First Quarter Highlights
•
First quarter net income was $16.2 million or $0.23 per diluted share, versus $16.0 million, or $0.24 per diluted share in the prior year quarter. This year’s results include $10.8 million in income tax expense versus $0.6 million in the prior year quarter. The $10.8 million in tax expense for the current quarter includes $10.0 million of deferred income taxes primarily related to the utilization of net operating loss and tax credit carryforwards.
•
First quarter income before taxes grew to $27.0 million, a $10.3 million, or 62.0 percent increase, over the prior year quarter. This year’s pretax results include stock compensation expense of $1.8 million, while no comparable expense was recorded in the prior year quarter.
•
First quarter operating income was $33.6 million for the current year quarter, an increase of $10.5 million over the prior year quarter’s operating income of $23.1 million.
•
Same-store sales increased 5.6 percent at both Carl’s Jr.â and Hardee’sâ company-operated restaurants, compared to the prior year quarter.
•
Restaurant operating costs at Carl’s Jr. company-operated stores declined 300 basis points, compared to the prior year quarter, to 75.1 percent of company-operated revenue. The improvement was primarily due to improved fixed cost leverage as a result of higher same-store sales, lower direct labor expense and reduced workers’ compensation claims expense.
•
Restaurant operating costs at Hardee’s company-operated stores declined 380 basis points, compared to the prior year quarter, to 82.0 percent of company-operated revenue. The improvement was primarily due to reduced occupancy and direct labor expense as a result of higher same-store sales, as well as lower food costs.
•
Average unit volumes for the trailing thirteen periods increased to $1,365,000 and $892,000 at company-operated Carl’s Jr. and Hardee’s restaurants, respectively.
•
Consolidated revenue for the current year quarter was $488.6 million, a 4.9 percent increase from the prior year quarter.
•
For the sixteen weeks ended May 22, 2006, the Company generated earnings before interest, taxes, depreciation and amortization and facility action charges (“Adjusted EBITDA”) of $55.2 million. For the trailing four fiscal quarters, the Company generated Adjusted EBITDA of $162.5 million. The trailing results include an $11.0 million charge to purchase stock options from the Company’s former Chairman, which has not been added back to earnings in the preceding calculation.
•
Fully diluted shares outstanding for the sixteen weeks ended May 22, 2006, were 73.2 million.
Executive Commentary
Andrew F. Puzder, president and chief executive officer, said,
“We are pleased to report net income of $16.2 million for the first quarter, an improvement over the prior year’s result despite a pre-tax stock compensation expense of $1.8 million and the impact of $10.1 million in additional income tax expense for the quarter. Even in a challenging macroeconomic environment, both Carl’s Jr. and Hardee’s recorded same-store sales increases of 5.6 percent, driven by our premium quality product strategy, successful new product introductions and our efforts to expand Hardee’s appeal via the selective development of other menu categories.”

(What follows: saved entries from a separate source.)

use ratatui::prelude::*;
use ratatui::widgets::*;

use crate::shell::ShellState;
use crate::theme::THEME;

/// Passive alert shown while the chain-error flag is set.
pub struct NetworkBanner {
    pub network_display_name: String,
}

impl NetworkBanner {
    pub fn new(network_display_name: String) -> Self {
        Self {
            network_display_name,
        }
    }

    /// Rows the banner needs; zero hides it.
    pub fn height(&self, state: &ShellState) -> u16 {
        if state.chain_error.is_some() { 3 } else { 0 }
    }

    pub fn description(&self) -> String {
        format!("Please change to {}", self.network_display_name)
    }

    pub fn render(&self, frame: &mut Frame, area: Rect, state: &ShellState) {
        if state.chain_error.is_none() || area.height == 0 {
            return;
        }

        let block = Block::default()
            .borders(Borders::ALL)
            .border_style(THEME.error_style())
            .style(Style::default().bg(THEME.surface));

        let line = Line::from(vec![
            Span::styled(
                " ! Wrong Network! ",
                Style::default()
                    .fg(THEME.error)
                    .add_modifier(Modifier::BOLD),
            ),
            Span::styled(self.description(), Style::default().fg(THEME.warning)),
        ]);

        frame.render_widget(Paragraph::new(line).block(block), area);
    }
}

“As our first quarter results show, we are well positioned to pursue the Company’s growth opportunities as well as the items detailed in our capital plan which we presented during our fiscal 2006 year-end earnings call. We also remain on schedule to return more than $17 million to stockholders during fiscal 2007 through quarterly cash dividends and common stock repurchases.”
1
Carl’s Jr.
“Same-store sales at company-operated Carl’s Jr. restaurants increased 5.6 percent during the first quarter. On a two-year cumulative basis, Carl’s Jr. same-store sales were up approximately eight percent for the first quarter. Revenues at
company-operated Carl’s Jr. restaurants increased $10.1 million, or 5.7 percent, over the prior year quarter,” continued Puzder. “During the quarter, Carl’s Jr. promoted the unique Jalapeño Burgerä and “bigger, better” Bacon Swiss Crispy Chicken Sandwichä, and continued its efforts to expand its breakfast day-part with the promotion of the Steak ‘N’ Egg Burritoä. Average unit volume at Carl’s Jr. increased to $1,365,000 – a $24,000 increase since the end of fiscal 2006 and an all-time high.”

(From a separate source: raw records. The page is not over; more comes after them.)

impl ContractHandle {
    /// Bind the interface to an address and signer. Performs no I/O.
    pub fn open(address: Address, spec: &ContractSpec, signer: Signer) -> Self {
        Self {
            address,
            abi: spec.abi.clone(),
            signer,
        }
    }

    pub fn address(&self) -> Address {
        self.address
    }

    fn function(&self, method: &str, args: &[DynSolValue]) -> LeadResult<&Function> {
        let overloads = self
            .abi
            .function(method)
            .ok_or_else(|| LeadError::UnknownMethod(method.to_string()))?;
        overloads
            .iter()
            .find(|f| f.inputs.len() == args.len())
            .ok_or_else(|| LeadError::UnknownMethod(format!("{method}/{}", args.len())))
    }

    fn event(&self, name: &str) -> LeadResult<&Event> {
        self.abi
            .event(name)
            .and_then(|events| events.first())
            .ok_or_else(|| LeadError::UnknownEvent(name.to_string()))
    }

    /// Read-only call; never creates a transaction.
    pub async fn read(&self, method: &str, args: &[DynSolValue]) -> LeadResult<Vec<DynSolValue>> {
        let function = self.function(method, args)?;
        let input = function.abi_encode_input(args)?;
        let output = self
            .signer
            .client
            .call(Some(self.signer.address), self.address, input.into())
            .await?;
        Ok(function.abi_decode_output(&output, true)?)
    }

    /// Submit a state-changing call and return as soon as it is accepted.
    pub async fn write(&self, method: &str, args: &[DynSolValue]) -> LeadResult<TransactionHandle> {
        let function = self.function(method, args)?;
        let input = function.abi_encode_input(args)?;
        let tx_hash = self
            .signer
            .client
            .send_transaction(self.signer.address, self.address, input.into())
            .await?;
        tracing::info!(%tx_hash, method, contract = %self.address, "transaction submitted");
        Ok(TransactionHandle {
            tx_hash,
            client: self.signer.client.clone(),
        })
    }

    /// Invoke `handler` once per matching event observed from now on, in
    /// block order. Delivery stops when the returned subscription is dropped.
    pub async fn subscribe<F>(&self, event_name: &str, handler: F) -> LeadResult<Subscription>
    where
        F: Fn(DecodedEvent) + Send + 'static,
    {
        let event = self.event(event_name)?.clone();
        let mut logs = self
            .signer
            .client
            .watch_logs(self.address, event.selector())
            .await?;

        let token = CancellationToken::new();
        let cancelled = token.clone();
        let task = tokio::spawn(async move {
            loop {
                tokio::select! {
                    _ = cancelled.cancelled() => break,
                    next = logs.next() => match next {
                        Some(log) => match decode_log(&event, &log) {
                            Ok(decoded) => handler(decoded),
                            Err(e) => {
                                tracing::warn!(event = %event.name, error = %e, "undecodable log")
                            }
                        },
                        None => break,
                    },
                }
            }
        });

        Ok(Subscription { token, task })
    }
}

/// Decode a raw log against an event definition, pairing values with names.
pub fn decode_log(event: &Event, log: &LogEntry) -> LeadResult<DecodedEvent> {
    let decoded = event.decode_log_parts(log.topics.iter().copied(), &log.data, true)?;

    let mut indexed = decoded.indexed.into_iter();
    let mut body = decoded.body.into_iter();
    let mut fields = Vec::with_capacity(event.inputs.len());
    for input in &event.inputs {
        let value = if input.indexed {
            indexed.next()
        } else {
            body.next()
        };
        let value =
            value.ok_or_else(|| LeadError::Abi(format!("missing value for {}", input.name)))?;
        fields.push((input.name.clone(), value));
    }

    Ok(DecodedEvent {
        name: event.name.clone(),
        fields,
        block_number: log.block_number,
        tx_hash: log.tx_hash,
    })
}

/// A submitted, possibly unmined transaction.
pub struct TransactionHandle {
    pub tx_hash: B256,
    client: std::sync::Arc<dyn ChainClient>,
}

impl TransactionHandle {
    /// Wait for `confirmations` blocks; a failed status is an error.
    pub async fn wait_for_confirmation(&self, confirmations: u64) -> LeadResult<Receipt> {
        let receipt = self
            .client
            .wait_for_receipt(self.tx_hash, confirmations)
            .await?;
        if !receipt.success {
            return Err(LeadError::TransactionReverted {
                tx_hash: self.tx_hash,
            });
        }
        Ok(receipt)
    }
}

/// Live event listener. Cancelled on drop.
pub struct Subscription {
    token: CancellationToken,
    task: JoinHandle<()>,
}

impl Subscription {
    pub fn cancel(&self) {
        self.token.cancel();
    }

    pub fn is_active(&self) -> bool {
        !self.task.is_finished()
    }
}

impl Drop for Subscription {
    fn drop(&mut self) {
        self.token.cancel();
    }
}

“Carl’s Jr. reduced its cost of restaurant operations at its company-operated stores by 300 basis points over the prior-year quarter, to 75.1 percent of revenue. The improvement was due primarily to better fixed cost leverage as a result of our
same-store sales increase, reduced workers’ compensation claims expense and lower direct labor costs. Carl’s Jr. generated $27.7 million of operating income during the first quarter, an increase of $6.4 million or 30.1 percent over the prior year quarter.”
Hardee’s
“Same-store sales at company-operated Hardee’s restaurants increased 5.6 percent during the first quarter, lapping essentially flat results in the prior year quarter,” added Puzder. “Revenue from company-operated Hardee’s restaurants increased $10.2 million, or 5.7 percent, over the prior year quarter. Hardee’s returned to its core Thickburgerâ lineup with the introduction of the Philly Cheesesteak Thickburgerä during the final period of the quarter after featuring a line of complementary products at the start of the quarter, including the Big Chicken Filletä, Red Burrito Taco Saladä, and an improved value offering, a1/4-lb. Double Cheeseburger. Hardee’s also introduced the Steak ‘N’ Egg Burritoä during the period. Hardee’s average unit volume increased to $892,000, an $18,000 increase from the end of fiscal 2006 and a ten-year high.”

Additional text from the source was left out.